In his lengthy career with the Canadian forces, Clarke was posted to locations including Germany, Cyprus, the Northwest Territories and Namibia. While he described them as the best years of his life, Clarke said it was his experiences while he was stationed in Vietnam that eventually led to his diagnosis with post-traumatic stress disorder in 2002, 10 years after his retirement.

He noted that, in order to appear at the ceremony, it was necessary for him to take medication to treat the disorder.

“I saw many young children who never had the opportunity to get the education you’re getting,” Clarke said, noting they were living in metal shacks without clean water and with little food.

“Those things affected me.”

Eyking noted that not far away from the school in Open Hearth Park, a line of 128 Canadian flags is flying, with each flag representing 1,000 Canadians who gave up their lives in the fight for freedom and democracy.
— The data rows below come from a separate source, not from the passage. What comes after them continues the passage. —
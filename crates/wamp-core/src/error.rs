//! Error types for WAMP core

use thiserror::Error;

/// Result type alias for WAMP core operations
pub type Result<T> = std::result::Result<T, Error>;

/// WAMP core error types
#[derive(Error, Debug)]
pub enum Error {
    /// Frame is not valid JSON
    #[error("invalid json: {0}")]
    InvalidJson(String),

    /// Frame is valid JSON but not a message array
    #[error("message must be a non-empty json array")]
    NotAnArray,

    /// First element is not an integer type code
    #[error("missing or invalid message type code")]
    InvalidTypeCode,

    /// Type code is not a WAMP v1 message
    #[error("unknown message type: {0}")]
    UnknownMessageType(u64),

    /// Element count does not fit the message type
    #[error("{kind} expects {expected} elements, got {actual}")]
    WrongArity {
        kind: &'static str,
        expected: &'static str,
        actual: usize,
    },

    /// Element has the wrong json type
    #[error("{kind}: field `{field}` must be {expected}")]
    InvalidField {
        kind: &'static str,
        field: &'static str,
        expected: &'static str,
    },

    /// JSON encoding error
    #[error("encode error: {0}")]
    EncodeError(String),
}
“We should always take care of veterans when they come home,” he said, noting many do so with broken bodies and with emotional problems as a result of their experiences.

“May we always remember the sacrifice.”

Students at the school staged a dramatic presentation of “In Flanders Fields.” In what is an annual ritual at the high school’s service, tribute was also paid to the “fallen heroes” of Sydney Academy — people who attended the school that paid the ultimate sacrifice in service of Canada.

It was noted that many of those who were remembered were the same age as the students themselves when they served.

Royal Canadian Legion Branch 138 in Ashby also served as guest legion during the Sydney Academy ceremony.